'Tricks' hidden among bond vote treats

Posted: Wednesday, October 11, 2006

As Halloween approaches, we'll soon hear the annual whispered tales about poisoned candy and razor-blade-spiked apples.

Those tales are nearly always false. But in Columbia County, taxpayers are being offered a sweet deal with some sharp objects tucked inside.

The county's Capital Improvements Plan is a program to ask voters to raise property taxes so the county can borrow more than $43 million. The money would be used to pay for infrastructure, recreation and public safety improvements across the county.

County officials have done a good job of publicizing the list. The majority of items are badly needed, especially spending for drainage repairs in Martinez and new fire stations in the county's rural areas.

But the list, discussed in meetings across the county, also includes a couple of sharp objects.

Bowen Pond

The Bowen Pond cleanup is so easy to criticize that some commissioners were squeamish about including it in the $12.5 million list of water projects for fear of it killing the entire program.

Filling in with sediment, Bowen Pond was donated to Columbia County by its owner, Carl Sanders Jr. By accepting the donation for the county's greenspace program, the county also accepted responsibility for the pond's cleanup.

Clearly, the county should not have accepted the donation under those conditions. And because public access to the pond is not allowed, its cleanup benefits only the West Lake and Stevens Pointe residents whose property surrounds it, along with patrons of the West Lake golf course that is irrigated with water from the pond.

With development contributing to siltation in ponds all over the county, where private owners must pay for their own cleanup, asking taxpayers to spend $1 million on one pond is hard to swallow.

Yet it's too late to pull the Bowen Pond razor blade out of the water projects apple. Rejecting the water projects list wouldn't just kill the Bowen Pond cleanup; it also would prevent drainage improvements for the Petersburg Station, Wynngate and Halifax neighborhoods. There would be no funding for new water lines in the Harlem and Appling areas. And the fast-growing city of Grovetown wouldn't get additional sewer system capacity.

Evans Town Center Park

A similar situation exists for recreation projects. The four-item list adds up to $9.3 million, with nearly half of it being spent for the former Doctors Hospital field.

Citizens studying the bond project list have been puzzled about the park's inclusion, at $4.8 million. Doesn't the county already own it?

Yes, in fact, only $800,000 or so of the money would be used to build restroom facilities and provide better lighting and electricity. The bulk of the funding would be used to repay the county's contingency fund for the cost of purchasing the land.

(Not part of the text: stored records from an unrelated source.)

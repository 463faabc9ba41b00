use actix_web::{post, web, HttpResponse};
use serde::{Deserialize, Serialize};
use validator::Validate;

use crate::{app_state::AppState, errors::AppError, models::User};

#[derive(Debug, Deserialize, Validate)]
pub struct RegisterRequest {
    #[validate(length(min = 1, message = "username must not be empty"))]
    pub username: String,
    #[validate(email(message = "email must be a valid address"))]
    pub email: String,
    #[validate(length(min = 6, message = "password must be at least 6 characters"))]
    pub password: String,
}

#[derive(Debug, Deserialize)]
pub struct LoginRequest {
    pub email: String,
    pub password: String,
}

#[derive(Debug, Serialize)]
pub struct AuthResponse {
    pub token: String,
    pub user: User,
}

#[post("/api/auth/register")]
pub async fn register(
    state: web::Data<AppState>,
    request: web::Json<RegisterRequest>,
) -> Result<HttpResponse, AppError> {
    let request = request.into_inner();
    request.validate()?;

    let user = state
        .account_service
        .register(&request.username, &request.email, &request.password)
        .await?;
    let token = state.jwt_service.issue(&user)?;

    log::info!("registered user '{}'", user.username);

    Ok(HttpResponse::Ok().json(AuthResponse { token, user }))
}

#[post("/api/auth/login")]
pub async fn login(
    state: web::Data<AppState>,
    request: web::Json<LoginRequest>,
) -> Result<HttpResponse, AppError> {
    let user = state
        .account_service
        .login(&request.email, &request.password)
        .await?;
    let token = state.jwt_service.issue(&user)?;

    Ok(HttpResponse::Ok().json(AuthResponse { token, user }))
}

But isn't this like taking out a loan to put money in your savings account? County officials explain that the rainy-day fund needs to be replenished to protect the county's high bond rating. That explanation defies gravity: With that kind of math, why not just borrow billions and load up the contingency fund?

The fund could easily be replenished by cutting spending or raising property taxes, but commissioners aren't eager to do either. Instead, they are asking voters to raise taxes, and then will borrow money to get an advance on the payments.

Worse, the Evans Town Center Park project is so big that it dwarfs not just everything on the list of recreation projects, but is the second-most-expensive project on the entire capital improvements plan. Only the massive road-widening project on Industrial Park Drive is bigger, at $4.9 million.

Just like Bowen Pond in the water projects, voters can't just pull out the Evans Town Center Park project from the park list. So they'll have to decide if the other three park projects (Blanchard Woods, Blackstone Camp Road and Wildwood) are worth keeping or sacrificing.

The public safety and transportation proposals are far less problematic, though certainly each has areas of priority in which reasonable people would disagree.

So, what are voters to do? Their ballots can approve or deny funding for bonds in four categories: water, transportation, recreation and public safety.

Our recommendation is that, at minimum, voters should approve the public safety and transportation bonds. The toughest to recommend is the water bond. Unfortunately, there are too many well-deserved projects on the list to throw them out just because of the ill-conceived Bowen Pond cleanup, so voters should hold their noses and swallow it whole.

Approval of the recreation projects doesn't seem justified, although those who want more soccer fields and playgrounds understandably will disagree.

Of course, voters may well decide to send a message of fiscal discipline by rejecting all of the projects. If so, they should be aware that many needed improvements, the precise kinds of things taxpayers expect their government to do, won't get done or will be long delayed.

Trick or treating is all in fun; raising taxes is far more serious. We suggest voters study all the projects, and attend the county's information sessions, before making a decision and casting a ballot.